The borough assembly recently authorized the manager to engage in a $26,000 contract with Ferguson Waterworks for the purchase and installation of new equipment to help make the meter-reading process less time-consuming.

As it stands, the borough’s current electronic meter reader can store only 10 readings at a time, requiring the user to write down each reading on a piece of paper. The data then is entered into the database by the borough accounting clerk.

The appropriation will buy hardware and software for a new reader, which can store more than 1,000 readings. The change will allow the clerk to just plug the hardware into the computer’s USB port and upload the data.

Chief Fiscal Officer Jila Stuart said one of the best parts of the switch is the efficiency for employees who go out and collect the readings.
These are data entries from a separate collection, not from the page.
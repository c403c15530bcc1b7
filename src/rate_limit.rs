//! Component B: a lazily-refilling token bucket, one per provider
//! (spec.md §4.2).
//!
//! Unlike the teacher crate, which hands this off to the `leaky_bucket`
//! crate, the market engine needs to *inspect* bucket state for the
//! health surface (spec.md §6, `ProviderClient.Inspect`) and needs
//! deterministic, monotonic-clock arithmetic it can unit test against
//! the laws in spec.md §8 — so this is a small hand-rolled
//! implementation rather than a black box. The parsing convenience
//! (`"10/s"`) is kept in the same shape the teacher used for its
//! command-line rate limit flag.

use std::{
    fmt,
    str::FromStr,
    time::{Duration, Instant},
};

use crate::prelude::*;

/// The period over which a [`RateLimit`] is applied.
#[derive(Debug, Clone, Copy, PartialEq, Eq, Hash)]
pub enum RateLimitPeriod {
    Second,
    Minute,
}

impl RateLimitPeriod {
    pub fn to_duration(self) -> Duration {
        match self {
            RateLimitPeriod::Second => Duration::from_secs(1),
            RateLimitPeriod::Minute => Duration::from_secs(60),
        }
    }
}

impl fmt::Display for RateLimitPeriod {
    fn fmt(&self, f: &mut fmt::Formatter<'_>) -> fmt::Result {
        match self {
            RateLimitPeriod::Second => write!(f, "s"),
            RateLimitPeriod::Minute => write!(f, "m"),
        }
    }
}

impl FromStr for RateLimitPeriod {
    type Err = anyhow::Error;

    fn from_str(s: &str) -> Result<Self> {
        match s {
            "s" => Ok(RateLimitPeriod::Second),
            "m" => Ok(RateLimitPeriod::Minute),
            _ => Err(anyhow!("unsupported rate limit period: {:?}", s)),
        }
    }
}

/// A configured rate limit, e.g. `"10/s"` or `"5/m"`.
#[derive(Debug, Clone, Copy, PartialEq, Eq, Hash)]
pub struct RateLimit {
    pub max_requests: u32,
    pub per_period: RateLimitPeriod,
}

impl RateLimit {
    pub fn new(max_requests: u32, per_period: RateLimitPeriod) -> Self {
        Self {
            max_requests,
            per_period,
        }
    }

    /// Build the runtime [`TokenBucket`] this limit describes: a full
    /// bucket that refills completely once per period.
    pub fn to_token_bucket(self) -> TokenBucket {
        TokenBucket::new(self.max_requests as f64, self.per_period.to_duration())
    }
}

impl fmt::Display for RateLimit {
    fn fmt(&self, f: &mut fmt::Formatter<'_>) -> fmt::Result {
        write!(f, "{}/{}", self.max_requests, self.per_period)
    }
}

impl FromStr for RateLimit {
    type Err = anyhow::Error;

    fn from_str(s: &str) -> Result<Self> {
        let parse = |s: &str| -> Result<_> {
            let mut parts = s.splitn(2, '/');
            let max_requests = parts
                .next()
                .ok_or_else(|| anyhow!("missing max requests"))?
                .parse::<u32>()?;
            let per_period = parts
                .next()
                .ok_or_else(|| anyhow!("missing period"))?
                .parse::<RateLimitPeriod>()?;
            Ok(Self {
                max_requests,
                per_period,
            })
        };
        parse(s).with_context(|| format!("failed to parse rate limit: {:?}", s))
    }
}

/// Whether a bucket had a token available.
#[derive(Debug, Clone, Copy, PartialEq, Eq)]
pub enum Acquire {
    Acquired,
    RateLimited,
}

/// A single-writer token bucket with lazy refill on a monotonic clock
/// (spec.md §3, §4.2).
///
/// "Single-writer" means callers are expected to serialize access (the
/// per-provider [`crate::client::ProviderClient`] actor does this); the
/// bucket itself uses no internal locking.
#[derive(Debug, Clone)]
pub struct TokenBucket {
    tokens: f64,
    max_tokens: f64,
    refill_per_interval: f64,
    refill_interval: Duration,
    last_refill: Instant,
}

impl TokenBucket {
    /// Create a new bucket, starting full, that refills completely once
    /// per `interval`.
    pub fn new(max_tokens: f64, interval: Duration) -> Self {
        Self::with_refill_rate(max_tokens, max_tokens, interval)
    }

    /// Create a new bucket with an explicit refill amount per interval
    /// (which need not equal `max_tokens`).
    pub fn with_refill_rate(
        max_tokens: f64,
        refill_per_interval: f64,
        interval: Duration,
    ) -> Self {
        Self {
            tokens: max_tokens,
            max_tokens,
            refill_per_interval,
            refill_interval: interval,
            last_refill: Instant::now(),
        }
    }

    /// Refill lazily based on elapsed time, per spec.md §4.2.
    fn refill(&mut self, now: Instant) {
        let elapsed = now.saturating_duration_since(self.last_refill);
        if elapsed >= self.refill_interval {
            self.tokens = self.max_tokens;
        } else {
            let interval_secs = self.refill_interval.as_secs_f64();
            if interval_secs > 0.0 {
                let fraction = elapsed.as_secs_f64() / interval_secs;
                self.tokens =
                    (self.tokens + fraction * self.refill_per_interval).min(self.max_tokens);
            }
        }
        self.last_refill = now;
    }

    /// Refill, then attempt to take one token. Never lets `tokens` go
    /// negative or above `max_tokens` (spec.md invariant 6).
    pub fn acquire(&mut self) -> Acquire {
        self.refill(Instant::now());
        if self.tokens >= 1.0 {
            self.tokens -= 1.0;
            Acquire::Acquired
        } else {
            Acquire::RateLimited
        }
    }

    /// Refill-then-peek, without decrementing.
    pub fn available(&mut self) -> f64 {
        self.refill(Instant::now());
        self.tokens
    }
}

#[cfg(test)]
mod tests {
    use super::*;

    #[test]
    fn test_parse() {
        let rate_limit = RateLimit::from_str("10/s").unwrap();
        assert_eq!(rate_limit.max_requests, 10);
        assert_eq!(rate_limit.per_period, RateLimitPeriod::Second);

        let rate_limit = RateLimit::from_str("5/m").unwrap();
        assert_eq!(rate_limit.max_requests, 5);
        assert_eq!(rate_limit.per_period, RateLimitPeriod::Minute);
    }

    #[test]
    fn test_failed_parse() {
        assert!(RateLimit::from_str("10/invalid").is_err());
        assert!(RateLimit::from_str("invalid").is_err());
    }

    #[test]
    fn test_display() {
        assert_eq!(RateLimit::from_str("10/s").unwrap().to_string(), "10/s");
        assert_eq!(RateLimit::from_str("5/m").unwrap().to_string(), "5/m");
    }

    /// Token bucket monotonicity: without time advancing, tokens never
    /// increase and never go negative (spec.md §8).
    #[test]
    fn test_monotonicity_without_time_advancement() {
        let mut bucket = TokenBucket::new(3.0, Duration::from_secs(1));
        let mut last = bucket.available();
        for _ in 0..10 {
            let before = last;
            let result = bucket.acquire();
            let after = bucket.available();
            assert!(after <= before);
            assert!(after >= 0.0);
            if result == Acquire::RateLimited {
                // Once we're out of tokens, we stay out (without time passing).
                assert_eq!(after, before);
            }
            last = after;
        }
    }

    #[test]
    fn test_never_exceeds_max() {
        let mut bucket = TokenBucket::new(5.0, Duration::from_millis(10));
        std::thread::sleep(Duration::from_millis(50));
        assert_eq!(bucket.available(), 5.0);
    }

    /// After draining a bucket, acquiring at `t0 + k*interval` succeeds and
    /// leaves `max - 1` tokens, for any `k >= 1` (spec.md §8).
    #[test]
    fn test_refill_after_k_intervals() {
        for k in 1..=4u32 {
            let max = 4.0;
            let interval = Duration::from_millis(20);
            let mut bucket = TokenBucket::new(max, interval);
            // Drain it completely.
            for _ in 0..max as u32 {
                assert_eq!(bucket.acquire(), Acquire::Acquired);
            }
            assert_eq!(bucket.acquire(), Acquire::RateLimited);

            std::thread::sleep(interval * k);
            assert_eq!(bucket.acquire(), Acquire::Acquired);
            assert_eq!(bucket.available(), max - 1.0);
        }
    }
}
 “The really cool thing is it has this radio-read capacity so they don’t have to stop the truck, get out of the truck, walk over to where the meter is. It transmits it via radio. They still have to basically get within so many feet of it, but they can just drive up the road and get all the readings,” Stuart said.

Stuart also said the assembly has expressed a desire to move toward metering all customers in the townsite to make charges for water usage more fair.

Currently the borough only meters 200 customers, including businesses and homes served by the Crystal Cathedrals water system before the borough took the utility over in 2010.

“With this new technology it could enable us to meter more customers without more of a time investment in reading them… I think it is a step toward that, but I also think even if we never did meter everyone it’s worth the money just to make it more efficient reading the meters we have now,” Stuart said.

The contract will be paid for with the $20,000 budgeted in the Capital Improvements Program for radio-read equipment. The remaining $6,000 will be split evenly between the water and sewer enterprise funds, with the actual number of water meters and modules purchased dependent on freight costs.